* What you should do:
Report back each line of the data that contains the word "FileId".

* Provided records:
use std::collections::HashSet;

use teloxide::types::UserId;

use crate::config::Conf;

/// Shop settings the dialogue handlers need at hand.
pub struct StoreConfig {
    pub token: String,
    admins: HashSet<UserId>,
    pub card_number: String,
    pub support_user: String,
    pub news_channel: String,
    pub reputation_channel: String,
}

impl StoreConfig {
    pub fn is_admin(&self, user_id: &UserId) -> bool {
        self.admins.contains(user_id)
    }
    pub fn admins(&self) -> impl Iterator<Item = UserId> + '_ {
        self.admins.iter().copied()
    }
    pub fn support_url(&self) -> String {
        format!("https://t.me/{}", self.support_user.trim_start_matches('@'))
    }
}

impl From<&Conf> for StoreConfig {
    fn from(conf: &Conf) -> Self {
        Self {
            token: conf.token.clone(),
            admins: conf.admins.iter().copied().map(UserId).collect(),
            card_number: conf.card_number.clone(),
            support_user: conf.support_user.clone(),
            news_channel: conf.news_channel.clone(),
            reputation_channel: conf.reputation_channel.clone(),
        }
    }
}
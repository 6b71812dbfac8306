use async_trait::async_trait;
use rust_decimal::Decimal;

mod cryptobot;

pub use cryptobot::CryptoBot;

#[derive(Debug, thiserror::Error)]
pub enum GatewayError {
    #[error("gateway is unreachable: {0}")]
    Http(#[from] reqwest::Error),
    #[error("gateway rejected the request: {name} ({code})")]
    Api { code: i64, name: String },
    #[error("unexpected gateway response: {0}")]
    Malformed(String),
}

#[derive(Debug, Clone)]
pub struct InvoiceRequest {
    /// Amount in the gateway asset
    pub amount: Decimal,
    pub description: String,
    pub payload: String,
}

#[derive(Debug, Clone, PartialEq)]
pub struct Invoice {
    pub invoice_id: String,
    pub pay_url: String,
    pub amount: Decimal,
    pub asset: String,
}

#[derive(Debug, Clone, Copy, PartialEq, Eq)]
pub enum InvoiceStatus {
    Active,
    Paid,
    Expired,
}

#[async_trait]
pub trait PaymentGateway: Send + Sync {
    async fn create_invoice(&self, request: InvoiceRequest) -> Result<Invoice, GatewayError>;
    async fn invoice_status(&self, invoice_id: &str) -> Result<InvoiceStatus, GatewayError>;
    fn name(&self) -> &str;
}
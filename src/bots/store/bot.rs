use std::sync::Arc;

use crossbeam::channel::Sender;
use teloxide::dispatching::update_listeners::UpdateListener;
use teloxide::error_handlers::ErrorHandler;
use teloxide::stop::StopToken;
use teloxide::types::BotCommand;
use teloxide::RequestError;

use super::*;
use crate::impls::LoggableErrorResult;
use crate::persistent::{DBAction, SavedSession};
use crate::shop::Shop;

pub fn bot_commands() -> Vec<BotCommand> {
    vec![
        BotCommand::new("start", "Главное меню"),
        BotCommand::new("help", "Помощь"),
        BotCommand::new("myid", "Мой Telegram ID"),
        BotCommand::new("admin", "Админ-панель"),
    ]
}

/// Runs the storefront until ctrl-c or until telegram rejects the token.
pub fn start(
    config: StoreConfig,
    shop: Arc<Shop>,
    ttl: chrono::Duration,
    sender: Sender<DBAction>,
    saved: Vec<SavedSession>,
) -> tokio::task::JoinHandle<()> {
    let config = Arc::new(config);
    let bot = Bot::new(config.token.as_str()).throttle(Default::default());
    let storage = MyStorage::recover(ttl, sender, saved);
    let mut dispatcher = Dispatcher::builder(bot.clone(), fsm::make_dialogue_handler())
        .dependencies(dptree::deps![storage, config, shop])
        .enable_ctrlc_handler()
        .build();
    tokio::spawn(async move {
        let bot_username = bot.get_me().await.ok_or_log()
            .map(|me| me.username().to_owned())
            .unwrap_or_else(|| "unknown".to_owned());
        if let Err(e) = bot.set_my_commands(bot_commands()).await {
            log::error!("Error on bot starting: {:?}", e);
            return
        }
        let mut listener = teloxide::dispatching::update_listeners::polling_default(bot.clone()).await;
        let stop_token = listener.stop_token();
        log::info!("Bot @{} started!", bot_username);
        dispatcher.dispatch_with_listener(
            listener,
            Arc::new(StoppableErrorHandler(stop_token))
        ).await;
        log::info!("Bot @{} stopped", bot_username);
    })
}

struct StoppableErrorHandler(StopToken);

impl ErrorHandler<RequestError> for StoppableErrorHandler {
    fn handle_error(self: Arc<Self>, error: RequestError) -> futures_util::future::BoxFuture<'static, ()> {
        log::error!("{}", error);
        if let RequestError::Api(teloxide::ApiError::NotFound) = error {
            self.0.stop();
            log::info!("Bot stopped");
        }
        Box::pin(async {})
    }
}
use std::str::FromStr;

use rust_decimal::Decimal;
use serde::{Deserialize, Serialize};

use self::admin::process_admin;
use self::user::process_user;

use super::*;
use crate::shop::{FileId, OrderDraft, OrderId, PremiumPeriod, ProductDetails, Tariff};

type MyDialogue = Dialogue<State, MyStorage>;
type Conf = std::sync::Arc<StoreConfig>;
type ShopRef = std::sync::Arc<crate::shop::Shop>;

mod user;
mod admin;

pub type FSMResult = Result<(), Box<dyn std::error::Error + Send + Sync>>;
pub type FSMHandler = Handler<'static, DependencyMap, FSMResult, teloxide::dispatching::DpHandlerDescription>;

/// Input the bot expects next from a chat.
#[derive(Serialize, Deserialize, Clone, Debug, PartialEq, Default)]
pub enum State {
    #[default]
    Ready,
    WaitStarsRecipient,
    WaitStarsAmount(String),
    WaitPremiumRecipient(PremiumPeriod),
    WaitExchangeAmount,
    WaitPaymentProof(OrderId),
}

#[derive(Debug, PartialEq)]
pub enum Response {
    UseMenu,
    ExpectText,
    SendPhoto,
    BadRecipient,
    AskStarsAmount(String),
    NotANumber,
    StarsOutOfRange,
    ExchangeOutOfRange,
    PlaceOrder(OrderDraft),
    ProofReceived(OrderId, FileId),
}

impl State {
    pub fn process(self, content: Content, tariff: &Tariff) -> (State, Response) {
        use State::*;
        use Response as R;
        let text = match content {
            Content::Photo(file_id) => return match self {
                Ready => (Ready, R::UseMenu),
                WaitPaymentProof(order_id) => (Ready, R::ProofReceived(order_id, file_id)),
                state => (state, R::ExpectText),
            },
            Content::Text(text) => text,
        };
        match self {
            Ready => (Ready, R::UseMenu),
            WaitPaymentProof(_) => (self, R::SendPhoto),
            WaitStarsRecipient => match parse_recipient(&text) {
                Some(recipient) => (WaitStarsAmount(recipient.clone()), R::AskStarsAmount(recipient)),
                None => (self, R::BadRecipient),
            },
            WaitStarsAmount(recipient) => {
                let Some(stars) = parse_integer(&text) else {
                    return (WaitStarsAmount(recipient), R::NotANumber)
                };
                match u32::try_from(stars) {
                    Ok(stars) if tariff.stars_in_range(stars) => {
                        let draft = OrderDraft { recipient: Some(recipient), product: ProductDetails::Stars { stars } };
                        (Ready, R::PlaceOrder(draft))
                    },
                    _ => (WaitStarsAmount(recipient), R::StarsOutOfRange),
                }
            },
            WaitPremiumRecipient(period) => match parse_recipient(&text) {
                Some(recipient) => {
                    let draft = OrderDraft { recipient: Some(recipient), product: ProductDetails::Premium { period } };
                    (Ready, R::PlaceOrder(draft))
                },
                None => (self, R::BadRecipient),
            },
            WaitExchangeAmount => {
                let Some(amount) = parse_amount(&text) else {
                    return (self, R::NotANumber)
                };
                match tariff.exchange(amount) {
                    Some(product) => (Ready, R::PlaceOrder(OrderDraft { recipient: None, product })),
                    None => (self, R::ExchangeOutOfRange),
                }
            },
        }
    }
}

/// Telegram username without the leading `@`.
fn parse_recipient(text: &str) -> Option<String> {
    let name = text.trim();
    let name = name.strip_prefix('@').unwrap_or(name);
    if name.is_empty() || name.contains(char::is_whitespace) {
        return None
    }
    Some(name.to_owned())
}

fn parse_integer(text: &str) -> Option<i64> {
    let digits: String = text.chars().filter(|c| !c.is_whitespace()).collect();
    digits.parse().ok()
}

fn parse_amount(text: &str) -> Option<Decimal> {
    let amount: String = text.chars()
        .filter(|c| !c.is_whitespace())
        .map(|c| if c == ',' { '.' } else { c })
        .collect();
    Decimal::from_str(&amount).ok()
}

/// `Ready` is stored as no session at all.
async fn set_state(dialogue: &MyDialogue, state: State) -> FSMResult {
    match state {
        State::Ready => dialogue.exit().await?,
        state => dialogue.update(state).await?,
    }
    Ok(())
}

pub fn make_dialogue_handler() -> FSMHandler {
    dptree::filter_map(Signal::from_update)
    .enter_dialogue::<Signal, MyStorage, State>()
    .branch(process_user(dptree::entry()))
    .branch(process_admin(dptree::entry()))
}
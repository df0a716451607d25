//! 変更通知
//!
//! バッファの構造変更イベントと、それを受け取るリスナー

/// バッファの構造変更
#[derive(Debug, Clone, Copy, PartialEq, Eq)]
pub enum TextChange {
    /// 全テキストが置き換えられた
    AllTextReplaced,
    /// 指定位置に行が挿入された
    LineInserted(usize),
    /// `[start, end]`（両端含む）の行が削除された
    LinesRemoved { start: usize, end: usize },
}

impl TextChange {
    /// 削除行数（削除イベント以外は0）
    pub fn removed_count(&self) -> usize {
        match self {
            TextChange::LinesRemoved { start, end } => end - start + 1,
            _ => 0,
        }
    }
}

/// 変更通知リスナー
pub trait ChangeListener {
    fn on_change(&mut self, change: &TextChange);
}

impl<F> ChangeListener for F
where
    F: FnMut(&TextChange),
{
    fn on_change(&mut self, change: &TextChange) {
        self(change)
    }
}

/// 変更通知システム
#[derive(Default)]
pub struct ChangeNotifier {
    listeners: Vec<Box<dyn ChangeListener>>,
}

impl ChangeNotifier {
    pub fn new() -> Self {
        Self::default()
    }

    /// リスナーを追加
    pub fn add_listener(&mut self, listener: Box<dyn ChangeListener>) {
        self.listeners.push(listener);
    }

    /// 登録済みリスナー数
    pub fn len(&self) -> usize {
        self.listeners.len()
    }

    pub fn is_empty(&self) -> bool {
        self.listeners.is_empty()
    }

    /// 変更を通知
    pub fn notify(&mut self, change: &TextChange) {
        for listener in &mut self.listeners {
            listener.on_change(change);
        }
    }
}

impl std::fmt::Debug for ChangeNotifier {
    fn fmt(&self, f: &mut std::fmt::Formatter<'_>) -> std::fmt::Result {
        f.debug_struct("ChangeNotifier")
            .field("listeners", &self.listeners.len())
            .finish()
    }
}
impl TextEditor {
    /// 文字を入力する
    ///
    /// 選択があれば置き換える。複数行にまたがる選択での Tab は
    /// インデント（`shift` なら逆インデント）になる。
    pub fn enter_character(&mut self, ch: char, shift: bool) -> Result<()> {
        self.ensure_writable("enter character")?;

        if ch == '\t'
            && self.selection.has_selection()
            && self.selection.start().line != self.selection.end().line
        {
            return self.indent_selection(shift);
        }

        let mut record = UndoRecord::new(self.selection.state());
        let overwrite = self.options.overwrite && ch != '\n';

        if self.selection.has_selection() {
            let start = self.text.sanitize_coordinates(self.selection.start());
            let mut end = self.text.sanitize_coordinates(self.selection.end());
            if overwrite {
                end = self.next_in_line(end).unwrap_or(end);
            }
            record.removed = Some(self.remove_span(start, end)?);
            self.selection.collapse_to(&self.text, start);
        }

        let at = self.cursor_position();
        if overwrite && record.removed.is_none() {
            if let Some(next) = self.next_in_line(at) {
                record.removed = Some(self.remove_span(at, next)?);
            }
        }

        let inserted = match ch {
            '\n' => {
                let mut inserted = String::from(NEWLINE);
                if self.colorizer.auto_indentation() {
                    if let Some(line) = self.text.line(at.line) {
                        inserted.extend(line.iter().take_while(|g| g.is_blank()).map(|g| g.ch));
                    }
                }
                inserted
            }
            '\t' if self.options.indent_with_spaces => {
                let tab = self.text.tab_size();
                " ".repeat(tab - at.column % tab)
            }
            _ => ch.to_string(),
        };

        let end = self.insert_span(&mut record, at, inserted);
        self.selection.collapse_to(&self.text, end);
        self.commit(record, at.line, end.line);
        Ok(())
    }

    /// 文字列を挿入する（選択があれば置き換える）
    pub fn insert_text(&mut self, text: &str) -> Result<()> {
        self.ensure_writable("insert text")?;
        let text = text.replace('\r', "");
        if text.is_empty() {
            return Ok(());
        }

        let mut record = UndoRecord::new(self.selection.state());
        record.removed = self.remove_selection()?;
        let at = self.cursor_position();
        let end = self.insert_span(&mut record, at, text);
        self.selection.collapse_to(&self.text, end);
        self.commit(record, at.line, end.line);
        Ok(())
    }

    /// カーソル前の1文字（行頭なら前の行との結合）を削除する
    pub fn backspace(&mut self) -> Result<()> {
        self.ensure_writable("backspace")?;
        let mut record = UndoRecord::new(self.selection.state());

        if let Some(removed) = self.remove_selection()? {
            let line = removed.start.line;
            record.removed = Some(removed);
            self.commit(record, line, line);
            return Ok(());
        }

        let at = self.cursor_position();
        let index = self.text.character_index(at).unwrap_or(0);
        let (start, end) = if index == 0 {
            if at.line == 0 {
                return Ok(());
            }
            let previous = at.line - 1;
            (
                Coordinates::new(previous, self.text.line_max_column(previous)),
                Coordinates::new(at.line, 0),
            )
        } else {
            (
                Coordinates::new(at.line, self.text.character_column(at.line, index - 1)),
                Coordinates::new(at.line, self.text.character_column(at.line, index)),
            )
        };

        record.removed = Some(self.remove_span(start, end)?);
        self.selection.collapse_to(&self.text, start);
        self.commit(record, start.line, start.line);
        Ok(())
    }

    /// カーソル後の1文字（行末なら次の行との結合）を削除する
    pub fn delete(&mut self) -> Result<()> {
        self.ensure_writable("delete")?;
        let mut record = UndoRecord::new(self.selection.state());

        if let Some(removed) = self.remove_selection()? {
            let line = removed.start.line;
            record.removed = Some(removed);
            self.commit(record, line, line);
            return Ok(());
        }

        let at = self.cursor_position();
        let (start, end) = match self.next_in_line(at) {
            Some(next) => {
                let index = self.text.character_index(at).unwrap_or(0);
                let start = Coordinates::new(at.line, self.text.character_column(at.line, index));
                (start, next)
            }
            None => {
                if at.line + 1 >= self.text.line_count() {
                    return Ok(());
                }
                (
                    Coordinates::new(at.line, self.text.line_max_column(at.line)),
                    Coordinates::new(at.line + 1, 0),
                )
            }
        };

        record.removed = Some(self.remove_span(start, end)?);
        self.selection.collapse_to(&self.text, at);
        self.commit(record, at.line, at.line);
        Ok(())
    }

    /// 選択範囲の行をインデント（`unindent` なら逆インデント）する
    ///
    /// 選択終点が行頭ちょうどにある場合、その行は対象外。
    /// 逆インデントは先頭のタブ1つ、なければ最大タブ幅分の空白を取り除く。
    pub fn indent_selection(&mut self, unindent: bool) -> Result<()> {
        self.ensure_writable("indent")?;

        let had_selection = self.selection.has_selection();
        let (selection_start, selection_end) = if had_selection {
            (
                self.text.sanitize_coordinates(self.selection.start()),
                self.text.sanitize_coordinates(self.selection.end()),
            )
        } else {
            let cursor = self.cursor_position();
            (cursor, cursor)
        };

        let first = selection_start.line;
        let mut last = selection_end.line;
        if selection_end.column == 0 && last > first {
            last -= 1;
        }

        let start = Coordinates::new(first, 0);
        let old_end = Coordinates::new(last, self.text.line_max_column(last));
        let original = self.text.text(start, old_end, NEWLINE);

        let tab = self.text.tab_size();
        let with_spaces = self.options.indent_with_spaces;
        let cursor_index = self.text.character_index(selection_start).unwrap_or(0);
        let mut cursor_shift = (0, 0);
        let mut modified = false;
        for index in first..=last {
            let Some(line) = self.text.line_mut(index) else {
                continue;
            };
            let shift = if unindent {
                let count = match line.get(0) {
                    Some(glyph) if glyph.ch == '\t' => 1,
                    _ => line.iter().take(tab).take_while(|g| g.ch == ' ').count(),
                };
                if count > 0 {
                    line.remove_range(0..count);
                }
                (0, count)
            } else if with_spaces {
                line.insert_str(0, &" ".repeat(tab));
                (tab, 0)
            } else {
                line.insert(0, Glyph::new('\t'));
                (1, 0)
            };
            modified |= shift != (0, 0);
            if index == selection_start.line {
                cursor_shift = shift;
            }
        }

        if !modified {
            return Ok(());
        }

        let new_end = Coordinates::new(last, self.text.line_max_column(last));
        let mut record = UndoRecord::new(self.selection.state());
        record.removed = Some(TextSpan::new(original, start, old_end));
        record.added = Some(TextSpan::new(
            self.text.text(start, new_end, NEWLINE),
            start,
            new_end,
        ));

        if had_selection {
            let end = if last < selection_end.line {
                selection_end
            } else {
                new_end
            };
            self.selection.set_interactive(start, end);
            self.selection.select(&self.text, start, end, SelectionMode::Normal);
        } else {
            // カーソルは同じ文字の前に留める
            let (added, removed) = cursor_shift;
            let index = cursor_index.saturating_sub(removed) + added;
            let cursor = Coordinates::new(first, self.text.character_column(first, index));
            self.selection.collapse_to(&self.text, cursor);
        }

        self.commit(record, first, last);
        Ok(())
    }

    /// 選択範囲（なければ現在行）をクリップボードへ写す
    pub fn copy(&mut self) {
        let content = if self.selection.has_selection() {
            self.selected_text()
        } else {
            self.current_line_text()
        };
        self.clipboard.set_text(&content);
    }

    /// 選択範囲を切り取る。読み取り専用ならコピーだけ行う
    pub fn cut(&mut self) -> Result<()> {
        if self.options.read_only {
            self.copy();
            return Ok(());
        }
        if !self.selection.has_selection() {
            return Ok(());
        }

        let mut record = UndoRecord::new(self.selection.state());
        self.copy();
        if let Some(removed) = self.remove_selection()? {
            let line = removed.start.line;
            record.removed = Some(removed);
            self.commit(record, line, line);
        }
        Ok(())
    }

    /// クリップボードの内容で選択範囲を置き換える。空なら何もしない
    pub fn paste(&mut self) -> Result<()> {
        self.ensure_writable("paste")?;
        match self.clipboard.get_text() {
            Some(content) if !content.is_empty() => self.insert_text(&content),
            _ => Ok(()),
        }
    }

    // ---- 内部 -----------------------------------------------------------

    /// 同じ行で `at` の次の文字境界（行末なら `None`）
    fn next_in_line(&self, at: Coordinates) -> Option<Coordinates> {
        let line = self.text.line(at.line)?;
        let index = self.text.character_index(at)?;
        (index < line.len())
            .then(|| Coordinates::new(at.line, self.text.character_column(at.line, index + 1)))
    }

    /// 範囲を削除し、削除した文字列を範囲付きで返す
    fn remove_span(&mut self, start: Coordinates, end: Coordinates) -> Result<TextSpan> {
        let span = TextSpan::new(self.text.text(start, end, NEWLINE), start, end);
        self.text.delete_range(start, end)?;
        Ok(span)
    }

    /// 選択範囲を削除してカーソルを始点へ畳む（選択がなければ `None`）
    fn remove_selection(&mut self) -> Result<Option<TextSpan>> {
        if !self.selection.has_selection() {
            return Ok(None);
        }
        let start = self.text.sanitize_coordinates(self.selection.start());
        let end = self.text.sanitize_coordinates(self.selection.end());
        if start >= end {
            self.selection.collapse_to(&self.text, start);
            return Ok(None);
        }

        let span = self.remove_span(start, end)?;
        self.selection.collapse_to(&self.text, start);
        Ok(Some(span))
    }

    /// `at` へ挿入して記録の追加範囲を埋め、挿入後の末尾を返す
    fn insert_span(
        &mut self,
        record: &mut UndoRecord,
        at: Coordinates,
        text: String,
    ) -> Coordinates {
        let mut end = at;
        self.text.insert_text_at(&mut end, &text);
        record.added = Some(TextSpan::new(text, at, end));
        end
    }

    /// 編集を確定する（依存テーブルへの配信、再色付け、履歴への追加）
    fn commit(&mut self, mut record: UndoRecord, first: usize, last: usize) {
        record.after = self.selection.state();
        self.sync_dependents();
        self.invalidate_around(first, last);
        self.undo.add(record);
        self.text_changed = true;
    }
}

* Finished task:
use crate::shop::{FileId, OrderDraft, OrderId, PremiumPeriod, ProductDetails, Tariff};
    ProofReceived(OrderId, FileId),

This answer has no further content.